Collected data entries
========
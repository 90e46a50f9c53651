use super::{
    AccessConfig, BlockingConfig, CacheConfig, ConfigError, DnssecConfig, LoggingConfig,
    ResolverConfig, ServerConfig, ServerSpec, MIN_CACHE_SIZE, MIN_TIMEOUT_MS,
};
use serde::{Deserialize, Serialize};
use std::net::SocketAddr;
use std::path::Path;

#[derive(Debug, Clone, Default, Deserialize, Serialize)]
pub struct Config {
    #[serde(default)]
    pub server: ServerConfig,

    #[serde(default)]
    pub resolver: ResolverConfig,

    #[serde(default)]
    pub cache: CacheConfig,

    #[serde(default)]
    pub dnssec: DnssecConfig,

    #[serde(default)]
    pub access: AccessConfig,

    #[serde(default)]
    pub blocking: BlockingConfig,

    #[serde(default)]
    pub logging: LoggingConfig,
}

/// Values given on the command line win over the file.
#[derive(Debug, Clone, Default)]
pub struct CliOverrides {
    pub bind: Option<String>,
    pub log_level: Option<String>,
    /// Loopback-only ephemeral listener with quiet logs and short timeouts
    pub test_mode: bool,
}

impl Config {
    /// Load from `path` when it exists, otherwise start from defaults.
    /// Overrides are applied and floors are enforced; call `validate` next.
    pub fn load(path: Option<&str>, overrides: CliOverrides) -> Result<Self, ConfigError> {
        let mut config = match path {
            Some(p) if Path::new(p).exists() => Self::from_file(p)?,
            _ => Self::default(),
        };
        config.apply_overrides(overrides);
        config.normalize();
        Ok(config)
    }

    pub fn from_file(path: &str) -> Result<Self, ConfigError> {
        let content = std::fs::read_to_string(path).map_err(|source| ConfigError::FileRead {
            path: path.to_string(),
            source,
        })?;
        Self::from_toml_str(&content)
    }

    pub fn from_toml_str(content: &str) -> Result<Self, ConfigError> {
        toml::from_str(content).map_err(|e| ConfigError::Parse(e.to_string()))
    }

    pub fn write_default(path: &str) -> Result<(), ConfigError> {
        let content = toml::to_string_pretty(&Self::default())
            .map_err(|e| ConfigError::Serialize(e.to_string()))?;
        std::fs::write(path, content).map_err(|source| ConfigError::FileWrite {
            path: path.to_string(),
            source,
        })
    }

    pub fn apply_overrides(&mut self, overrides: CliOverrides) {
        if overrides.test_mode {
            self.server.bind = "127.0.0.1:0".to_string();
            self.server.bind_tls = None;
            self.logging.level = "error".to_string();
            self.resolver.query_timeout_ms = 1000;
        }
        if let Some(bind) = overrides.bind {
            self.server.bind = bind;
        }
        if let Some(level) = overrides.log_level {
            self.logging.level = level;
        }
    }

    /// Raise values below their floors. Returns a description of every
    /// adjustment so the caller can log it.
    pub fn normalize(&mut self) -> Vec<String> {
        let mut adjusted = Vec::new();

        if self.resolver.query_timeout_ms < MIN_TIMEOUT_MS {
            adjusted.push(format!(
                "resolver.query_timeout_ms raised from {} to {}",
                self.resolver.query_timeout_ms, MIN_TIMEOUT_MS
            ));
            self.resolver.query_timeout_ms = MIN_TIMEOUT_MS;
        }
        if self.resolver.upstream_timeout_ms < MIN_TIMEOUT_MS {
            adjusted.push(format!(
                "resolver.upstream_timeout_ms raised from {} to {}",
                self.resolver.upstream_timeout_ms, MIN_TIMEOUT_MS
            ));
            self.resolver.upstream_timeout_ms = MIN_TIMEOUT_MS;
        }
        if self.cache.size < MIN_CACHE_SIZE {
            adjusted.push(format!(
                "cache.size raised from {} to {}",
                self.cache.size, MIN_CACHE_SIZE
            ));
            self.cache.size = MIN_CACHE_SIZE;
        }

        adjusted
    }

    pub fn validate(&self) -> Result<(), ConfigError> {
        self.server
            .bind
            .parse::<SocketAddr>()
            .map_err(|_| invalid(format!("server.bind '{}' is not ip:port", self.server.bind)))?;

        if let Some(bind_tls) = &self.server.bind_tls {
            bind_tls
                .parse::<SocketAddr>()
                .map_err(|_| invalid(format!("server.bind_tls '{}' is not ip:port", bind_tls)))?;
            if self.server.tls_certificate.is_none() || self.server.tls_private_key.is_none() {
                return Err(invalid(
                    "server.bind_tls requires tls_certificate and tls_private_key",
                ));
            }
        }

        let resolver = &self.resolver;
        for entry in resolver
            .root_servers
            .iter()
            .chain(&resolver.root6_servers)
            .chain(&resolver.fallback_servers)
        {
            entry.parse::<ServerSpec>().map_err(invalid)?;
        }
        if resolver.root_servers.is_empty()
            && resolver.root6_servers.is_empty()
            && resolver.fallback_servers.is_empty()
        {
            return Err(invalid("no root or fallback servers configured"));
        }
        if resolver.max_depth == 0 {
            return Err(invalid("resolver.max_depth must be at least 1"));
        }
        if resolver.edns_payload < 512 {
            return Err(invalid("resolver.edns_payload must be at least 512"));
        }
        if resolver.failure_threshold == 0 {
            return Err(invalid("resolver.failure_threshold must be at least 1"));
        }

        if self.cache.negative_ttl_floor > self.cache.negative_ttl_max {
            return Err(invalid(
                "cache.negative_ttl_floor must not exceed cache.negative_ttl_max",
            ));
        }

        self.access
            .build()
            .map_err(|e| invalid(format!("access list: {}", e)))?;

        if !LoggingConfig::is_valid_level(&self.logging.level) {
            return Err(invalid(format!(
                "unknown log level '{}'",
                self.logging.level
            )));
        }

        if self.blocking.enabled && self.blocking.refresh_interval_secs == 0 {
            return Err(invalid("blocking.refresh_interval_secs must be positive"));
        }

        Ok(())
    }
}

fn invalid(msg: impl Into<String>) -> ConfigError {
    ConfigError::Validation(msg.into())
}
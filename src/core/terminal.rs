//! Terminal session and event loop for rmtk.
//!
//! [TerminalSession] owns raw mode and the alternate screen and gives both back
//! when dropped, on every exit path. [run_terminal] drives the blocking
//! read → transition → redraw loop until the user quits or picks a document.

use crate::app::{AppState, KeypressResult};
use crate::core::error::{Error, TerminalInitError};
use crate::ui;

use crossterm::{
    cursor::{Hide, Show},
    event::{self, Event, KeyEventKind},
    execute,
    terminal::{EnterAlternateScreen, LeaveAlternateScreen, disable_raw_mode, enable_raw_mode},
};
use ratatui::Terminal;
use ratatui::backend::{Backend, CrosstermBackend};
use std::io::{self, Stdout};
use std::path::PathBuf;

/// How the event loop ended.
#[derive(Debug, Clone, PartialEq)]
pub enum LoopExit {
    Quit,
    /// The terminal has been released and this document should go to the viewer.
    Handoff(PathBuf),
}

/// Raw mode + alternate screen, restored on drop.
pub struct TerminalSession {
    terminal: Terminal<CrosstermBackend<Stdout>>,
}

impl TerminalSession {
    pub fn enter() -> Result<Self, TerminalInitError> {
        enable_raw_mode().map_err(|source| TerminalInitError { source })?;

        let mut stdout = io::stdout();
        let setup = execute!(stdout, EnterAlternateScreen, Hide)
            .and_then(|_| Terminal::new(CrosstermBackend::new(stdout)));

        match setup {
            Ok(terminal) => Ok(Self { terminal }),
            Err(source) => {
                restore_terminal();
                Err(TerminalInitError { source })
            }
        }
    }

    pub fn terminal_mut(&mut self) -> &mut Terminal<CrosstermBackend<Stdout>> {
        &mut self.terminal
    }
}

impl Drop for TerminalSession {
    fn drop(&mut self) {
        let _ = disable_raw_mode();
        let _ = execute!(self.terminal.backend_mut(), LeaveAlternateScreen, Show);
    }
}

/// Best effort terminal restore, used on failed setup and from the panic hook.
pub fn restore_terminal() {
    let _ = disable_raw_mode();
    let _ = execute!(io::stdout(), LeaveAlternateScreen, Show);
}

/// Sets up the terminal and runs the main event loop.
///
/// Blocks until quit or handoff. The terminal is restored before this returns,
/// whatever the outcome.
pub fn run_terminal(app: &mut AppState) -> Result<LoopExit, Error> {
    let mut session = TerminalSession::enter()?;
    let exit = event_loop(session.terminal_mut(), app);
    drop(session);
    exit.map_err(Error::from)
}

/// Draws, waits for one event, applies it. Resize and other events only redraw.
fn event_loop<B: Backend>(terminal: &mut Terminal<B>, app: &mut AppState) -> io::Result<LoopExit>
where
    io::Error: From<<B as Backend>::Error>,
{
    loop {
        draw(terminal, app)?;

        if let Event::Key(key) = event::read()?
            && key.kind == KeyEventKind::Press
        {
            match app.handle_keypress(key) {
                KeypressResult::Quit => return Ok(LoopExit::Quit),
                KeypressResult::Handoff(path) => return Ok(LoopExit::Handoff(path)),
                KeypressResult::Continue | KeypressResult::Consumed => {}
            }
        }
    }
}

/// Hands the current height to the navigator, then redraws from it.
pub fn draw<B: Backend>(terminal: &mut Terminal<B>, app: &mut AppState) -> io::Result<()>
where
    io::Error: From<<B as Backend>::Error>,
{
    let size = terminal.size()?;
    app.nav_mut()
        .set_viewport_height(ui::viewport_height(size.height));
    terminal.draw(|frame| ui::render(frame, app.nav(), app.status()))?;
    Ok(())
}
========
- **YOUR INSTRUCTIONS**
Only the number should be given: how many lines of the data contain the word "raised"?

- **RESULT OF THE EXERCISE**
3